Biblical Feasts: Chag HaMatzot (Unleavened Bread)—Purification

Get rid of the old yeast, so that you may be a new unleavened batch—as you really are. For Christ, our Passover lamb, has been sacrificed.”—1 Corinthians 5:7

 
 

Immediately after Passover begins the Feast of Unleavened Bread, Chag HaMatzot, a seven-day festival that continues the story of liberation. If Passover is the night of release, Unleavened Bread is the week of remembering — not just what God delivered Their people from, but also what YHWH calls them into.

In Exodus, the Israelites were told to leave Egypt in haste. There was no time for bread to rise; no lingering in the place of bondage. The bread they carried was flat, unleavened — the bread of urgency, of transition, of freedom.

But the symbolism goes deeper. For seven days, Israel was commanded to eat only unleavened bread and to remove all leaven from their homes (Exodus 12:15–20). Leaven, or yeast, became a picture of corruption, pride, and the slow spread of hidden decay. The feast was both remembrance and purification: a call to clear out what is false and live in simplicity and sincerity.

 

Purging What Inflates

The Feast of Unleavened Bread is about more than diet. It is about discernment. Just as yeast causes dough to rise beyond its natural form, so the ego swells with pride, self-importance, and illusion. The mystics often warned of this subtle leaven — the inflation of the false self.

Paul echoes this when he writes: "Don't you know that a little yeast leavens the whole batch of dough? Get rid of the old yeast, so that you may be a new unleavened batch — as you really are. For Christ, our Passover lamb, has been sacrificed. Therefore let us keep the Festival, not with the old bread leavened with malice and wickedness, but with the unleavened bread of sincerity and truth" (1 Corinthians 5:6–8).

The feast, then, is not about legalism but about integrity. It is the call to live without hidden agendas, without masks, without the bloating of pretense.

 

Simplicity as Freedom

In the wilderness, Israel's diet was pared down to its essentials: manna from heaven, water from the rock, unleavened bread in remembrance. This simplicity was not deprivation, but freedom — the freedom of learning that God's Presence is enough.

The mystics remind us that simplicity is not lack, but fullness.

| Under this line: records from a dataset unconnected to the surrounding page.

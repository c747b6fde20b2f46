//! Infrastructure implementations.
//!
//! Contains port trait implementations and process configuration.

pub mod config;
pub mod json_file;
pub mod memory;
pub mod ports;
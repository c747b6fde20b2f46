//! Migrate world use case.
//!
//! Migrates every top-level document and every embedded item concurrently.
//! A failing document is logged and reported; it never stops the others.

use std::sync::Arc;

use dhsheet_domain::{Document, DocumentRef};
use futures_util::future::join_all;

use crate::infrastructure::ports::DocumentRepo;

use super::error::MigrationError;
use super::migrate_document::MigrateDocument;

#[derive(Debug, Clone, PartialEq)]
pub struct DocumentFailure {
    pub document: DocumentRef,
    pub reason: String,
}

/// Summary of one world migration pass.
#[derive(Debug, Clone, Default, PartialEq)]
pub struct WorldMigrationReport {
    /// Documents examined, embedded items included.
    pub documents: usize,
    /// Documents whose data changed (stamp-only writes excluded).
    pub changed: usize,
    /// Documents whose version stamp advanced.
    pub stamped: usize,
    pub failures: Vec<DocumentFailure>,
}

impl WorldMigrationReport {
    pub fn is_clean(&self) -> bool {
        self.failures.is_empty()
    }
}

pub struct MigrateWorld {
    repo: Arc<dyn DocumentRepo>,
    migrate_document: Arc<MigrateDocument>,
}

impl MigrateWorld {
    pub fn new(repo: Arc<dyn DocumentRepo>, migrate_document: Arc<MigrateDocument>) -> Self {
        Self {
            repo,
            migrate_document,
        }
    }

    pub async fn execute(&self) -> Result<WorldMigrationReport, MigrationError> {
        let top_level = self.repo.list_top_level().await?;
        let documents: Vec<Document> = top_level
            .into_iter()
            .flat_map(|document| {
                let items = document.items().to_vec();
                std::iter::once(document).chain(items)
            })
            .collect();

        tracing::info!(documents = documents.len(), "Starting world migration");

        let results = join_all(documents.iter().map(|document| async move {
            (document.target(), self.migrate_document.migrate(document).await)
        }))
        .await;

        let mut report = WorldMigrationReport {
            documents: results.len(),
            ..Default::default()
        };
        for (target, result) in results {
            match result {
                Ok(outcome) => {
                    if outcome.data_changed {
                        report.changed += 1;
                    }
                    if outcome.stamped() {
                        report.stamped += 1;
                    }
                    for failure in outcome.failures {
                        report.failures.push(DocumentFailure {
                            document: target.clone(),
                            reason: format!("step '{}': {}", failure.step, failure.error),
                        });
                    }
                }
                Err(e) => report.failures.push(DocumentFailure {
                    document: target,
                    reason: e.to_string(),
                }),
            }
        }

        tracing::info!(
            documents = report.documents,
            changed = report.changed,
            stamped = report.stamped,
            failed = report.failures.len(),
            "World migration complete"
        );
        Ok(report)
    }
}
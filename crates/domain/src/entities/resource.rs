//! Resource trackers - player-defined countable resources on an actor
//!
//! Stored as the list `system.resources`. Entries carry stable ids and an
//! explicit `order`; list operations keep orders dense (`0..n`).

use serde::Serialize;
use serde_json::{Map, Value};

use crate::error::DomainError;
use crate::value_objects::ModifierValue;
use crate::ResourceId;

/// Path of the resource list inside an actor document.
pub const RESOURCES_PATH: &str = "system.resources";

fn default_color() -> String {
    "#ffffff".to_string()
}

#[derive(Debug, Clone, PartialEq, Serialize)]
#[serde(rename_all = "camelCase")]
pub struct Resource {
    id: ResourceId,
    name: String,
    color: String,
    value: i64,
    /// Upper bound for `value`; 0 means unbounded.
    max: i64,
    order: u32,
}

impl Resource {
    /// Lenient read of one stored entry. Every field falls back to a default;
    /// numbers stored as strings use integer-prefix parsing.
    fn from_stored(entry: &Map<String, Value>) -> Self {
        let text = |key: &str| match entry.get(key) {
            None | Some(Value::Null) => None,
            Some(Value::String(s)) => Some(s.clone()),
            Some(other) => Some(other.to_string()),
        };
        let integer = |key: &str| {
            entry
                .get(key)
                .map(|raw| ModifierValue::from_json(raw).as_integer())
                .unwrap_or(0)
        };
        Self {
            id: text("id").map(ResourceId::from).unwrap_or_default(),
            name: text("name").unwrap_or_default(),
            color: text("color")
                .filter(|c| !c.trim().is_empty())
                .unwrap_or_else(default_color),
            value: integer("value"),
            max: integer("max").max(0),
            order: u32::try_from(integer("order").max(0)).unwrap_or(u32::MAX),
        }
    }

    pub fn id(&self) -> &ResourceId {
        &self.id
    }

    pub fn name(&self) -> &str {
        &self.name
    }

    pub fn color(&self) -> &str {
        &self.color
    }

    pub fn value(&self) -> i64 {
        self.value
    }

    pub fn max(&self) -> i64 {
        self.max
    }

    pub fn order(&self) -> u32 {
        self.order
    }

    fn clamp(&self, value: i64) -> i64 {
        let value = value.max(0);
        if self.max > 0 {
            value.min(self.max)
        } else {
            value
        }
    }
}

/// Ordered list of an actor's resources.
#[derive(Debug, Clone, Default, PartialEq)]
pub struct ResourceList {
    resources: Vec<Resource>,
}

impl ResourceList {
    pub fn new() -> Self {
        Self::default()
    }

    /// Lenient read of `system.resources`: non-lists become empty, invalid
    /// entries are dropped, blank ids are regenerated and orders re-densified.
    pub fn from_stored(raw: Option<&Value>) -> Self {
        let mut resources: Vec<Resource> = match raw {
            Some(Value::Array(items)) => items
                .iter()
                .filter_map(Value::as_object)
                .map(Resource::from_stored)
                .collect(),
            _ => Vec::new(),
        };
        for resource in &mut resources {
            if resource.id.is_blank() {
                resource.id = ResourceId::new();
            }
            resource.value = resource.clamp(resource.value);
        }
        resources.sort_by_key(|r| r.order);
        let mut list = Self { resources };
        list.densify();
        list
    }

    pub fn iter(&self) -> impl Iterator<Item = &Resource> {
        self.resources.iter()
    }

    pub fn len(&self) -> usize {
        self.resources.len()
    }

    pub fn is_empty(&self) -> bool {
        self.resources.is_empty()
    }

    pub fn get(&self, id: &ResourceId) -> Option<&Resource> {
        self.resources.iter().find(|r| &r.id == id)
    }

    fn get_mut(&mut self, id: &ResourceId) -> Result<&mut Resource, DomainError> {
        self.resources
            .iter_mut()
            .find(|r| &r.id == id)
            .ok_or_else(|| DomainError::not_found("Resource", id))
    }

    fn densify(&mut self) {
        for (index, resource) in self.resources.iter_mut().enumerate() {
            resource.order = index as u32;
        }
    }

    /// Append a resource starting at 0.
    pub fn add(&mut self, name: impl Into<String>, color: impl Into<String>, max: i64) -> ResourceId {
        let id = ResourceId::new();
        self.resources.push(Resource {
            id: id.clone(),
            name: name.into(),
            color: color.into(),
            value: 0,
            max: max.max(0),
            order: self.resources.len() as u32,
        });
        id
    }

    pub fn remove(&mut self, id: &ResourceId) -> Result<Resource, DomainError> {
        let index = self
            .resources
            .iter()
            .position(|r| &r.id == id)
            .ok_or_else(|| DomainError::not_found("Resource", id))?;
        let removed = self.resources.remove(index);
        self.densify();
        Ok(removed)
    }

    pub fn rename(&mut self, id: &ResourceId, name: impl Into<String>) -> Result<(), DomainError> {
        self.get_mut(id)?.name = name.into();
        Ok(())
    }

    pub fn set_color(&mut self, id: &ResourceId, color: impl Into<String>) -> Result<(), DomainError> {
        self.get_mut(id)?.color = color.into();
        Ok(())
    }

    /// Change the bound and re-clamp the current value.
    pub fn set_max(&mut self, id: &ResourceId, max: i64) -> Result<(), DomainError> {
        let resource = self.get_mut(id)?;
        resource.max = max.max(0);
        resource.value = resource.clamp(resource.value);
        Ok(())
    }

    /// Add `delta` to a resource, clamped to `0..=max`. Returns the new value.
    pub fn apply_delta(&mut self, id: &ResourceId, delta: i64) -> Result<i64, DomainError> {
        let resource = self.get_mut(id)?;
        resource.value = resource.clamp(resource.value.saturating_add(delta));
        Ok(resource.value)
    }

    /// Move a resource to `index` (clamped to the list bounds).
    pub fn move_to(&mut self, id: &ResourceId, index: usize) -> Result<(), DomainError> {
        let from = self
            .resources
            .iter()
            .position(|r| &r.id == id)
            .ok_or_else(|| DomainError::not_found("Resource", id))?;
        let resource = self.resources.remove(from);
        let index = index.min(self.resources.len());
        self.resources.insert(index, resource);
        self.densify();
        Ok(())
    }

    pub fn to_json(&self) -> Value {
        serde_json::to_value(&self.resources).unwrap_or(Value::Array(Vec::new()))
    }
}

Teresa of Ávila said, "God alone suffices." The Feast of Unleavened Bread invites us into this uncluttered way of living: clear of ego, free of striving, nourished by what is essential.

To eat unleavened bread is to taste humility. It is to be sustained not by what is puffed-up, but by what is real.

 
 

The Nondual Invitation

Western tradition often reads this feast as a dualism: sin versus holiness, pride versus humility, corruption versus purity. However, in the mystical tradition, the invitation is more subtle. It is not about eradicating parts of ourselves, but about recognizing illusions and letting them fall away.

The "old yeast" is not an enemy to be destroyed but a falsehood to be released. When we let go of what is inflated, we return to our truest form, our True Self. We become, in Paul's words, "as you really are" — whole, simple, aligned.

Unleavened Bread, then, is not a stripping down to emptiness, but a clearing of clutter so that Presence of God can be seen and tasted more clearly.

 

Bread as Mystical Symbol

Bread is one of the most universal symbols of sustenance. In Jewish tradition, bread is blessed at every meal as a sign of God's provision. In Christian tradition, bread becomes the sacrament of Christ's Presence: "I am the bread of life" (John 6:35).

Unleavened bread, in particular, is bread without adornment, bread that cannot hide what it is. It is the bread of honesty, eaten in haste but remembered in reverence.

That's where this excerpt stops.